By the way, the film will also open the Cornwall Film Festival the same day, November 4.

We don't think that Rosebud's Revenge will be there though. 

Several news outlets announce the nominations for The Moët British Independent Film Awards (BIFA). Mia Wasikowska is in the run for best actress:
Best Actress
Sponsored by M.A.C
Rebecca Hall – The Awakening
Mia Wasikowska – Jane Eyre
MyAnna Buring – Kill List
Olivia Colman – Tyrannosaur
Tilda Swinton – We Need to Talk about Kevin

The winners will be announced at the much anticipated 14th awards ceremony, which will take place on Sunday 4 December at the impressive Old Billingsgate in London.
IndieWire also speculates about the nominations of the Independent Spirit Awards (announced next November 29). Jane Eyre 2011 has a chance of being nominated in the best feature and best actress categories.

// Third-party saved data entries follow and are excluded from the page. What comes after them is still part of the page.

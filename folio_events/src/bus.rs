// Copyright 2025 the Folio Authors
// SPDX-License-Identifier: Apache-2.0 OR MIT

//! Bus implementation.
//!
//! ## Overview
//!
//! Listeners are grouped per event type. Within a group they run in subscription order.
//! A group is dropped as soon as its last listener unsubscribes, so
//! [`EventBus::has_listener`] is a map lookup and never walks listeners.

use alloc::boxed::Box;
use alloc::collections::BTreeMap;
use alloc::vec::Vec;
use core::any::{Any, TypeId};

use crate::types::{Delivery, ListenerId, Outcome};

type Callback = Box<dyn FnMut(&dyn Any) -> Outcome>;

struct Listener {
    id: ListenerId,
    callback: Callback,
}

/// Typed, synchronous publish/subscribe registry.
///
/// ## Usage
///
/// - [`EventBus::subscribe`] a closure for an event type `E`.
/// - Before building an expensive payload, check [`EventBus::has_listener`].
/// - [`EventBus::publish`] runs every listener for `E` before returning.
#[derive(Default)]
pub struct EventBus {
    listeners: BTreeMap<TypeId, Vec<Listener>>,
    next_id: u64,
}

impl core::fmt::Debug for EventBus {
    fn fmt(&self, f: &mut core::fmt::Formatter<'_>) -> core::fmt::Result {
        let listeners: usize = self.listeners.values().map(Vec::len).sum();
        f.debug_struct("EventBus")
            .field("event_types", &self.listeners.len())
            .field("listeners", &listeners)
            .finish_non_exhaustive()
    }
}

impl EventBus {
    /// Create a bus with no listeners.
    pub fn new() -> Self {
        Self::default()
    }

    /// Register `f` for events of type `E`.
    pub fn subscribe<E, F>(&mut self, mut f: F) -> ListenerId
    where
        E: Any,
        F: FnMut(&E) -> Outcome + 'static,
    {
        self.next_id += 1;
        let id = ListenerId(self.next_id);
        let callback: Callback = Box::new(move |event: &dyn Any| match event.downcast_ref::<E>() {
            Some(event) => f(event),
            None => Outcome::Continue,
        });
        self.listeners
            .entry(TypeId::of::<E>())
            .or_default()
            .push(Listener { id, callback });
        id
    }

    /// Remove a listener. Returns false if `id` is not registered.
    pub fn unsubscribe(&mut self, id: ListenerId) -> bool {
        let mut emptied = None;
        let mut found = false;
        for (kind, group) in &mut self.listeners {
            if let Some(pos) = group.iter().position(|l| l.id == id) {
                group.remove(pos);
                found = true;
                if group.is_empty() {
                    emptied = Some(*kind);
                }
                break;
            }
        }
        if let Some(kind) = emptied {
            self.listeners.remove(&kind);
        }
        found
    }

    /// True if at least one listener is registered for `E`.
    pub fn has_listener<E: Any>(&self) -> bool {
        self.listeners.contains_key(&TypeId::of::<E>())
    }

    /// Number of listeners registered for `E`.
    pub fn listener_count<E: Any>(&self) -> usize {
        self.listeners.get(&TypeId::of::<E>()).map_or(0, Vec::len)
    }

    /// Deliver `event` to every listener for `E`, in subscription order.
    pub fn publish<E: Any>(&mut self, event: &E) -> Delivery {
        let mut delivery = Delivery::default();
        let Some(group) = self.listeners.get_mut(&TypeId::of::<E>()) else {
            return delivery;
        };
        let event: &dyn Any = event;
        for listener in group.iter_mut() {
            delivery.delivered += 1;
            if (listener.callback)(event) == Outcome::Stop {
                delivery.stopped = true;
                break;
            }
        }
        delivery
    }
}

#[cfg(test)]
mod tests {
    use super::*;
    use alloc::rc::Rc;
    use alloc::vec;
    use core::cell::RefCell;

    #[derive(Debug, PartialEq)]
    struct Ping(u32);

    #[derive(Debug, PartialEq)]
    struct Pong;

    #[test]
    fn no_listener_is_cheap_noop() {
        let mut bus = EventBus::new();
        assert!(!bus.has_listener::<Ping>());
        let d = bus.publish(&Ping(1));
        assert!(d.is_unobserved());
        assert!(!d.stopped);
    }

    #[test]
    fn listeners_run_in_subscription_order() {
        let mut bus = EventBus::new();
        let log = Rc::new(RefCell::new(Vec::new()));
        for tag in [1_u32, 2, 3] {
            let log = Rc::clone(&log);
            bus.subscribe(move |p: &Ping| {
                log.borrow_mut().push((tag, p.0));
                Outcome::Continue
            });
        }
        let d = bus.publish(&Ping(7));
        assert_eq!(d.delivered, 3);
        assert_eq!(*log.borrow(), vec![(1, 7), (2, 7), (3, 7)]);
    }

    #[test]
    fn events_are_routed_by_type() {
        let mut bus = EventBus::new();
        let pings = Rc::new(RefCell::new(0));
        let counter = Rc::clone(&pings);
        bus.subscribe(move |_: &Ping| {
            *counter.borrow_mut() += 1;
            Outcome::Continue
        });
        assert!(bus.has_listener::<Ping>());
        assert!(!bus.has_listener::<Pong>());
        assert!(bus.publish(&Pong).is_unobserved());
        assert_eq!(*pings.borrow(), 0);
        bus.publish(&Ping(0));
        assert_eq!(*pings.borrow(), 1);
    }

    #[test]
    fn stop_ends_delivery() {
        let mut bus = EventBus::new();
        let late = Rc::new(RefCell::new(false));
        bus.subscribe(|_: &Ping| Outcome::Stop);
        let flag = Rc::clone(&late);
        bus.subscribe(move |_: &Ping| {
            *flag.borrow_mut() = true;
            Outcome::Continue
        });
        let d = bus.publish(&Ping(0));
        assert_eq!(d, Delivery { delivered: 1, stopped: true });
        assert!(!*late.borrow(), "listener after Stop must not run");
    }

    #[test]
    fn unsubscribe_removes_group_when_empty() {
        let mut bus = EventBus::new();
        let a = bus.subscribe(|_: &Ping| Outcome::Continue);
        let b = bus.subscribe(|_: &Ping| Outcome::Continue);
        assert_eq!(bus.listener_count::<Ping>(), 2);
        assert!(bus.unsubscribe(a));
        assert!(bus.has_listener::<Ping>());
        assert!(bus.unsubscribe(b));
        assert!(!bus.has_listener::<Ping>());
        assert!(!bus.unsubscribe(b), "second unsubscribe is a no-op");
    }
}
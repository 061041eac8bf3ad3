// Copyright 2025 the Folio Authors
// SPDX-License-Identifier: Apache-2.0 OR MIT

//! Drawable elements and the tree payload that classifies them.

use kurbo::Rect;

use crate::blob::{Blob, Store};
use crate::error::{PropertyError, StoreError};
use crate::geom;
use crate::props::{ChangeSet, PropertyDecl, PropertyStore, Value};

/// Runtime type of an element.
#[derive(Copy, Clone, Debug, Eq, PartialEq, Hash)]
pub enum ElementKind {
    /// A page with rectangular geometry.
    Page,
    /// A grouping node.
    Layer,
    /// A leaf with geometry and a stroke.
    Shape,
}

impl ElementKind {
    /// Type tag written to persisted blobs.
    pub const fn tag(self) -> &'static str {
        match self {
            Self::Page => "page",
            Self::Layer => "layer",
            Self::Shape => "shape",
        }
    }

    /// Inverse of [`ElementKind::tag`].
    pub fn from_tag(tag: &str) -> Option<Self> {
        match tag {
            "page" => Some(Self::Page),
            "layer" => Some(Self::Layer),
            "shape" => Some(Self::Shape),
            _ => None,
        }
    }
}

/// Common surface of every drawable node.
pub trait Element: Store {
    /// Runtime type.
    fn kind(&self) -> ElementKind;

    /// Box enclosing what this element paints by itself, not counting its descendants.
    ///
    /// `None` when the element paints nothing of its own.
    fn paint_bbox(&self) -> Option<Rect>;
}

/// Page geometry property names.
pub mod page_props {
    /// Left edge.
    pub const X: &str = "x";
    /// Top edge.
    pub const Y: &str = "y";
    /// Width.
    pub const W: &str = "w";
    /// Height.
    pub const H: &str = "h";
}

/// A page: a rectangle in document coordinates that content is laid out on.
///
/// The rectangle a page is created with doubles as the defaults of its geometry properties.
#[derive(Clone, Debug)]
pub struct Page {
    props: PropertyStore,
}

impl PartialEq for Page {
    fn eq(&self, other: &Self) -> bool {
        self.props.iter().eq(other.props.iter())
    }
}

impl Default for Page {
    fn default() -> Self {
        Self::new(Rect::ZERO)
    }
}

impl Page {
    /// A page covering `rect`.
    pub fn new(rect: Rect) -> Self {
        let rect = rect.abs();
        Self {
            props: PropertyStore::new(vec![
                PropertyDecl::new(page_props::X, rect.x0),
                PropertyDecl::new(page_props::Y, rect.y0),
                PropertyDecl::new(page_props::W, rect.width()),
                PropertyDecl::new(page_props::H, rect.height()),
            ]),
        }
    }

    /// Left edge.
    pub fn x(&self) -> f64 {
        self.props.number(page_props::X).unwrap_or_default()
    }

    /// Top edge.
    pub fn y(&self) -> f64 {
        self.props.number(page_props::Y).unwrap_or_default()
    }

    /// Width.
    pub fn w(&self) -> f64 {
        self.props.number(page_props::W).unwrap_or_default()
    }

    /// Height.
    pub fn h(&self) -> f64 {
        self.props.number(page_props::H).unwrap_or_default()
    }

    /// `(x, y, x + w, y + h)`.
    pub fn geometry_bbox(&self) -> Rect {
        Rect::new(self.x(), self.y(), self.x() + self.w(), self.y() + self.h())
    }

    /// Replace the geometry with `rect`.
    pub fn set_geometry(&mut self, rect: Rect) -> Result<ChangeSet, PropertyError> {
        let rect = rect.abs();
        self.props.set_many([
            (page_props::X, Value::Number(rect.x0)),
            (page_props::Y, Value::Number(rect.y0)),
            (page_props::W, Value::Number(rect.width())),
            (page_props::H, Value::Number(rect.height())),
        ])
    }

    /// The page's property store.
    pub fn props(&self) -> &PropertyStore {
        &self.props
    }
}

impl Element for Page {
    fn kind(&self) -> ElementKind {
        ElementKind::Page
    }

    fn paint_bbox(&self) -> Option<Rect> {
        Some(self.geometry_bbox())
    }
}

impl Store for Page {
    fn store(&self, blob: &mut Blob) -> Result<(), StoreError> {
        self.props.store_persisted(blob)
    }

    fn restore(&mut self, blob: &Blob) -> Result<(), StoreError> {
        self.props.restore_persisted(blob);
        Ok(())
    }
}

/// A grouping node. Paints nothing itself.
#[derive(Clone, Debug, Default, PartialEq, Eq)]
pub struct Layer {
    /// Display name.
    pub name: String,
}

impl Layer {
    /// A layer called `name`.
    pub fn new(name: impl Into<String>) -> Self {
        Self { name: name.into() }
    }
}

impl Element for Layer {
    fn kind(&self) -> ElementKind {
        ElementKind::Layer
    }

    fn paint_bbox(&self) -> Option<Rect> {
        None
    }
}

impl Store for Layer {
    fn store(&self, blob: &mut Blob) -> Result<(), StoreError> {
        blob.write("name", &self.name)
    }

    fn restore(&mut self, blob: &Blob) -> Result<(), StoreError> {
        self.name = blob.read("name")?.unwrap_or_default();
        Ok(())
    }
}

/// A leaf element: optional geometry stroked with a given width.
#[derive(Clone, Debug, Default, PartialEq)]
pub struct Shape {
    /// Geometry bounds; `None` for a shape without geometry.
    pub geometry: Option<Rect>,
    /// Stroke width, centered on the outline.
    pub stroke_width: f64,
}

impl Shape {
    /// A shape covering `geometry`, stroked with `stroke_width`.
    pub fn new(geometry: Option<Rect>, stroke_width: f64) -> Self {
        Self {
            geometry: geometry.map(|r| r.abs()),
            stroke_width,
        }
    }
}

impl Element for Shape {
    fn kind(&self) -> ElementKind {
        ElementKind::Shape
    }

    fn paint_bbox(&self) -> Option<Rect> {
        let half = self.stroke_width.max(0.0) / 2.0;
        self.geometry.map(|r| r.inflate(half, half))
    }
}

impl Store for Shape {
    fn store(&self, blob: &mut Blob) -> Result<(), StoreError> {
        if !self.stroke_width.is_finite() {
            return Err(StoreError::NonFinite {
                key: "strokeWidth".to_owned(),
            });
        }
        let bounds = match self.geometry {
            Some(r) if !r.is_finite() => {
                return Err(StoreError::NonFinite {
                    key: "bounds".to_owned(),
                });
            }
            Some(r) => Some([r.x0, r.y0, r.x1, r.y1]),
            None => None,
        };
        blob.write("bounds", &bounds)?;
        blob.write("strokeWidth", &self.stroke_width)
    }

    fn restore(&mut self, blob: &Blob) -> Result<(), StoreError> {
        let bounds: Option<[f64; 4]> = blob.read("bounds")?.flatten();
        self.geometry = bounds.map(|[x0, y0, x1, y1]| Rect::new(x0, y0, x1, y1).abs());
        self.stroke_width = blob.read("strokeWidth")?.unwrap_or_default();
        Ok(())
    }
}

/// Payload of a scene tree node.
#[derive(Clone, Debug, PartialEq)]
pub enum Node {
    /// The document root.
    Scene,
    /// A page.
    Page(Page),
    /// A layer.
    Layer(Layer),
    /// A shape.
    Shape(Shape),
}

impl Node {
    /// The node as an element; `None` for the scene root.
    pub fn as_element(&self) -> Option<&dyn Element> {
        match self {
            Self::Scene => None,
            Self::Page(p) => Some(p),
            Self::Layer(l) => Some(l),
            Self::Shape(s) => Some(s),
        }
    }

    /// The node as a page.
    pub fn as_page(&self) -> Option<&Page> {
        match self {
            Self::Page(p) => Some(p),
            _ => None,
        }
    }

    /// The node as a mutable page.
    pub fn as_page_mut(&mut self) -> Option<&mut Page> {
        match self {
            Self::Page(p) => Some(p),
            _ => None,
        }
    }

    /// The node as a mutable shape.
    pub fn as_shape_mut(&mut self) -> Option<&mut Shape> {
        match self {
            Self::Shape(s) => Some(s),
            _ => None,
        }
    }

    /// Paint box of this node alone; empty boxes read as `None`.
    pub fn own_paint_bbox(&self) -> Option<Rect> {
        self.as_element()?
            .paint_bbox()
            .filter(|r| !geom::is_empty(*r))
    }

    /// Build an element node from a child blob, dispatching on its type tag.
    pub(crate) fn from_blob(blob: &Blob) -> Result<Self, StoreError> {
        let tag = blob.tag().ok_or(StoreError::UnexpectedTag {
            expected: "element",
            found: None,
        })?;
        let kind =
            ElementKind::from_tag(tag).ok_or_else(|| StoreError::UnknownElement(tag.to_owned()))?;
        Ok(match kind {
            ElementKind::Page => {
                let mut page = Page::default();
                page.restore(blob)?;
                Self::Page(page)
            }
            ElementKind::Layer => {
                let mut layer = Layer::default();
                layer.restore(blob)?;
                Self::Layer(layer)
            }
            ElementKind::Shape => {
                let mut shape = Shape::default();
                shape.restore(blob)?;
                Self::Shape(shape)
            }
        })
    }
}

#[cfg(test)]
mod tests {
    use super::*;

    #[test]
    fn page_geometry_from_props() {
        let mut page = Page::new(Rect::new(10.0, 20.0, 110.0, 70.0));
        assert_eq!((page.x(), page.y(), page.w(), page.h()), (10.0, 20.0, 100.0, 50.0));
        assert_eq!(page.geometry_bbox(), Rect::new(10.0, 20.0, 110.0, 70.0));

        let changes = page.set_geometry(Rect::new(10.0, 20.0, 60.0, 70.0)).unwrap();
        assert_eq!(changes.iter().collect::<Vec<_>>(), vec!["w"]);
    }

    #[test]
    fn pages_compare_by_geometry() {
        let created = Page::new(Rect::new(0.0, 0.0, 50.0, 80.0));
        let mut moved = Page::default();
        moved.set_geometry(Rect::new(0.0, 0.0, 50.0, 80.0)).unwrap();
        assert_eq!(created, moved);
        assert_ne!(created, Page::default());
    }

    #[test]
    fn shape_paint_box_includes_stroke() {
        let shape = Shape::new(Some(Rect::new(0.0, 0.0, 10.0, 10.0)), 2.0);
        assert_eq!(shape.paint_bbox(), Some(Rect::new(-1.0, -1.0, 11.0, 11.0)));
        assert_eq!(Shape::new(None, 2.0).paint_bbox(), None);
    }

    #[test]
    fn empty_boxes_read_as_none() {
        let flat = Node::Shape(Shape::new(Some(Rect::new(0.0, 5.0, 10.0, 5.0)), 0.0));
        assert_eq!(flat.own_paint_bbox(), None);
        assert_eq!(Node::Layer(Layer::new("l")).own_paint_bbox(), None);
        assert_eq!(Node::Scene.own_paint_bbox(), None);
    }

    #[test]
    fn element_blob_round_trip() {
        let nodes = [
            Node::Page(Page::new(Rect::new(0.0, 0.0, 595.0, 842.0))),
            Node::Layer(Layer::new("Background")),
            Node::Shape(Shape::new(Some(Rect::new(1.0, 2.0, 3.0, 4.0)), 0.5)),
            Node::Shape(Shape::new(None, 1.0)),
        ];
        for node in nodes {
            let element = node.as_element().unwrap();
            let mut blob = Blob::new();
            blob.write(crate::blob::TAG_KEY, element.kind().tag()).unwrap();
            element.store(&mut blob).unwrap();
            assert_eq!(Node::from_blob(&blob).unwrap(), node);
        }
    }

    #[test]
    fn unknown_tags_are_rejected() {
        let mut blob = Blob::new();
        blob.write(crate::blob::TAG_KEY, "ellipse").unwrap();
        assert!(matches!(
            Node::from_blob(&blob),
            Err(StoreError::UnknownElement(tag)) if tag == "ellipse"
        ));
        assert!(matches!(
            Node::from_blob(&Blob::new()),
            Err(StoreError::UnexpectedTag { found: None, .. })
        ));
    }
}
// Copyright 2025 the Folio Authors
// SPDX-License-Identifier: Apache-2.0 OR MIT

//! Folio Units: measurement units and length expressions.
//!
//! - [`Unit`]: points, pixels, picas, inches, millimeters, centimeters. Points are canonical.
//! - [`Length`]: a value tagged with its unit, convertible to any other unit.
//! - [`Length::parse`]: bare numbers, suffixed lengths (`12mm`), and arithmetic over them
//!   (`(210mm - 2 * 1in) / 3`).
//! - [`format_number`]: compact decimal rendering for display.
//!
//! Float inputs are assumed to be finite; parsing rejects expressions that evaluate to
//! infinity or NaN.
//!
//! # Example
//!
//! ```rust
//! use folio_units::{format_number, Length, Unit};
//!
//! let width = Length::parse("210mm - 2 * 10mm", Unit::Millimeters).unwrap();
//! assert_eq!(format_number(width.value, 3), "190");
//! assert_eq!(format_number(width.to_unit(Unit::Centimeters), 3), "19");
//! ```
//!
//! This crate is `no_std` and uses `alloc`.

#![no_std]

extern crate alloc;

mod error;
mod format;
mod length;
mod parse;
mod unit;

pub use error::ParseError;
pub use format::format_number;
pub use length::Length;
pub use unit::Unit;
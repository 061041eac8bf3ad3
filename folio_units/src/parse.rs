// Copyright 2025 the Folio Authors
// SPDX-License-Identifier: Apache-2.0 OR MIT

//! Recursive-descent evaluator for length expressions.
//!
//! ```text
//! expr   := term (('+' | '-') term)*
//! term   := factor (('*' | '/') factor)*
//! factor := ('+' | '-') factor | '(' expr ')' | number unit?
//! ```
//!
//! Operands either carry a unit (held in points) or are plain scalars. Scalars that meet a
//! length under `+`/`-` are read in the default unit; `*` and `/` scale lengths by scalars,
//! and dividing two lengths yields a ratio.

use alloc::string::String;

use crate::error::ParseError;
use crate::unit::Unit;

#[derive(Copy, Clone, Debug, PartialEq)]
pub(crate) enum Quantity {
    Scalar(f64),
    Points(f64),
}

pub(crate) fn evaluate(text: &str, default_unit: Unit) -> Result<Quantity, ParseError> {
    if text.trim().is_empty() {
        return Err(ParseError::Empty);
    }
    let mut parser = Parser {
        src: text,
        pos: 0,
        default_unit,
    };
    let quantity = parser.expr()?;
    parser.skip_ws();
    match parser.peek() {
        Some(ch) => Err(ParseError::UnexpectedChar {
            ch,
            pos: parser.pos,
        }),
        None => Ok(quantity),
    }
}

struct Parser<'a> {
    src: &'a str,
    pos: usize,
    default_unit: Unit,
}

impl Parser<'_> {
    fn peek(&self) -> Option<char> {
        self.src[self.pos..].chars().next()
    }

    fn bump(&mut self) -> Option<char> {
        let ch = self.peek()?;
        self.pos += ch.len_utf8();
        Some(ch)
    }

    fn skip_ws(&mut self) {
        while self.peek().is_some_and(char::is_whitespace) {
            self.bump();
        }
    }

    fn expr(&mut self) -> Result<Quantity, ParseError> {
        let mut lhs = self.term()?;
        loop {
            self.skip_ws();
            match self.peek() {
                Some(op @ ('+' | '-')) => {
                    self.bump();
                    let rhs = self.term()?;
                    lhs = self.add(lhs, rhs, op == '-');
                }
                _ => return Ok(lhs),
            }
        }
    }

    fn term(&mut self) -> Result<Quantity, ParseError> {
        let mut lhs = self.factor()?;
        loop {
            self.skip_ws();
            match self.peek() {
                Some('*') => {
                    self.bump();
                    let rhs = self.factor()?;
                    lhs = mul(lhs, rhs)?;
                }
                Some('/') => {
                    self.bump();
                    let rhs = self.factor()?;
                    lhs = div(lhs, rhs)?;
                }
                _ => return Ok(lhs),
            }
        }
    }

    fn factor(&mut self) -> Result<Quantity, ParseError> {
        self.skip_ws();
        match self.peek() {
            None => Err(ParseError::UnexpectedEnd),
            Some('-') => {
                self.bump();
                Ok(match self.factor()? {
                    Quantity::Scalar(v) => Quantity::Scalar(-v),
                    Quantity::Points(p) => Quantity::Points(-p),
                })
            }
            Some('+') => {
                self.bump();
                self.factor()
            }
            Some('(') => {
                self.bump();
                let inner = self.expr()?;
                self.skip_ws();
                let pos = self.pos;
                match self.bump() {
                    Some(')') => Ok(inner),
                    Some(ch) => Err(ParseError::UnexpectedChar { ch, pos }),
                    None => Err(ParseError::UnexpectedEnd),
                }
            }
            Some(ch) if ch.is_ascii_digit() || ch == '.' || ch == ',' => self.number(),
            Some(ch) => Err(ParseError::UnexpectedChar { ch, pos: self.pos }),
        }
    }

    fn number(&mut self) -> Result<Quantity, ParseError> {
        let start = self.pos;
        while self
            .peek()
            .is_some_and(|c| c.is_ascii_digit() || c == '.' || c == ',')
        {
            self.bump();
        }
        let literal: String = self.src[start..self.pos].replace(',', ".");
        let value: f64 = literal
            .parse()
            .map_err(|_| ParseError::InvalidNumber(literal.clone()))?;

        self.skip_ws();
        let suffix_start = self.pos;
        while self.peek().is_some_and(|c| c.is_ascii_alphabetic()) {
            self.bump();
        }
        if suffix_start == self.pos {
            return Ok(Quantity::Scalar(value));
        }
        let suffix = &self.src[suffix_start..self.pos];
        let unit = Unit::from_suffix(suffix).ok_or_else(|| ParseError::UnknownUnit(suffix.into()))?;
        Ok(Quantity::Points(unit.to_points(value)))
    }

    fn add(&self, lhs: Quantity, rhs: Quantity, subtract: bool) -> Quantity {
        let sign = if subtract { -1.0 } else { 1.0 };
        match (lhs, rhs) {
            (Quantity::Scalar(a), Quantity::Scalar(b)) => Quantity::Scalar(a + sign * b),
            _ => Quantity::Points(self.points(lhs) + sign * self.points(rhs)),
        }
    }

    fn points(&self, q: Quantity) -> f64 {
        match q {
            Quantity::Scalar(v) => self.default_unit.to_points(v),
            Quantity::Points(p) => p,
        }
    }
}

fn mul(lhs: Quantity, rhs: Quantity) -> Result<Quantity, ParseError> {
    Ok(match (lhs, rhs) {
        (Quantity::Scalar(a), Quantity::Scalar(b)) => Quantity::Scalar(a * b),
        (Quantity::Points(p), Quantity::Scalar(s)) | (Quantity::Scalar(s), Quantity::Points(p)) => {
            Quantity::Points(p * s)
        }
        (Quantity::Points(_), Quantity::Points(_)) => {
            return Err(ParseError::IncompatibleUnits { op: '*' });
        }
    })
}

fn div(lhs: Quantity, rhs: Quantity) -> Result<Quantity, ParseError> {
    let divisor = match rhs {
        Quantity::Scalar(v) | Quantity::Points(v) => v,
    };
    if divisor == 0.0 {
        return Err(ParseError::DivisionByZero);
    }
    Ok(match (lhs, rhs) {
        (Quantity::Scalar(a), Quantity::Scalar(b)) => Quantity::Scalar(a / b),
        (Quantity::Points(p), Quantity::Scalar(s)) => Quantity::Points(p / s),
        (Quantity::Points(a), Quantity::Points(b)) => Quantity::Scalar(a / b),
        (Quantity::Scalar(_), Quantity::Points(_)) => {
            return Err(ParseError::IncompatibleUnits { op: '/' });
        }
    })
}

#[cfg(test)]
mod tests {
    use super::*;

    fn eval(text: &str) -> Result<Quantity, ParseError> {
        evaluate(text, Unit::Points)
    }

    #[test]
    fn precedence_and_parentheses() {
        assert_eq!(eval("1 + 2 * 3"), Ok(Quantity::Scalar(7.0)));
        assert_eq!(eval("(1 + 2) * 3"), Ok(Quantity::Scalar(9.0)));
        assert_eq!(eval("-(2 - 5)"), Ok(Quantity::Scalar(3.0)));
        assert_eq!(eval("10 - 2 - 3"), Ok(Quantity::Scalar(5.0)));
    }

    #[test]
    fn scalars_meet_lengths_in_default_unit() {
        assert_eq!(evaluate("1in + 1", Unit::Inches), Ok(Quantity::Points(144.0)));
        assert_eq!(eval("1in - 2"), Ok(Quantity::Points(70.0)));
    }

    #[test]
    fn scaling_and_ratios() {
        assert_eq!(eval("2 * 1in"), Ok(Quantity::Points(144.0)));
        assert_eq!(eval("1in / 2"), Ok(Quantity::Points(36.0)));
        assert_eq!(eval("1in / 1pc"), Ok(Quantity::Scalar(6.0)));
        assert_eq!(
            eval("1in * 1in"),
            Err(ParseError::IncompatibleUnits { op: '*' })
        );
        assert_eq!(
            eval("2 / 1in"),
            Err(ParseError::IncompatibleUnits { op: '/' })
        );
    }

    #[test]
    fn syntax_errors_carry_positions() {
        assert_eq!(eval("1 +"), Err(ParseError::UnexpectedEnd));
        assert_eq!(eval("(1 + 2"), Err(ParseError::UnexpectedEnd));
        assert_eq!(
            eval("1 2"),
            Err(ParseError::UnexpectedChar { ch: '2', pos: 2 })
        );
        assert_eq!(
            eval("1 # 2"),
            Err(ParseError::UnexpectedChar { ch: '#', pos: 2 })
        );
        assert_eq!(eval("1.2.3"), Err(ParseError::InvalidNumber("1.2.3".into())));
        assert_eq!(eval("   "), Err(ParseError::Empty));
    }
}
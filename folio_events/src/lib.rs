// Copyright 2025 the Folio Authors
// SPDX-License-Identifier: Apache-2.0 OR MIT

//! Folio Events: a deterministic, `no_std` publish/subscribe bus.
//!
//! ## Overview
//!
//! Listeners subscribe to a concrete event type and are invoked synchronously, in
//! subscription order, when an event of that type is published. Publishing runs every
//! listener to completion before returning; nothing is queued.
//!
//! ## Listener-presence guard
//!
//! Producers that would allocate or compute a payload should ask
//! [`EventBus::has_listener`] first. It is a single map lookup; empty listener groups are
//! dropped on unsubscribe so the answer is exact.
//!
//! ## Stopping delivery
//!
//! A listener returns an [`Outcome`]. [`Outcome::Stop`] ends delivery of the current event;
//! the returned [`Delivery`] reports how many listeners ran.
//!
//! # Example
//!
//! ```rust
//! use folio_events::{EventBus, Outcome};
//!
//! struct Repaint;
//!
//! let mut bus = EventBus::new();
//! assert!(!bus.has_listener::<Repaint>());
//!
//! let id = bus.subscribe(|_: &Repaint| Outcome::Continue);
//! assert_eq!(bus.publish(&Repaint).delivered, 1);
//!
//! bus.unsubscribe(id);
//! assert!(!bus.has_listener::<Repaint>());
//! ```
//!
//! This crate is `no_std` and uses `alloc`.

#![no_std]

extern crate alloc;

pub mod bus;
pub mod types;

pub use bus::EventBus;
pub use types::{Delivery, ListenerId, Outcome};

Precisely Serial Chanter praises Mia Wasikowska's performance in Jane Eyre 2011.  The film is also discussed on Peter Viney's Blog.

The Filipino media are more interested in a new TV remake (produced by ABS-CBN) of the 1991 film Hihintayin Kita Sa Langit (which was a loose adaptation of Wuthering Heights and was also remade in 2007 as The Promise). The new series, Walang Hanggan, will be aired in early 2012. The cast includes Coco Martin, Julia Montes, Paulo Avelino, Susan Roces, Helen Gamboa, Joem Bascon, Melissa Ricks and Richard Gomez and Dawn Zulueta who were also the stars of the 1991 film. The couple is interviewed by the Philippine Entertainment Portal.

look.landmarks! posts about Wycoller Hall; Guidance Blog is surprised by the quality of the LibriVox Jane Eyre audiobook read by Elizabeth Klett; I Hug my Books and Po prostu książki (in Czech) post about the novel; Cobalt reviews Jane Slayre.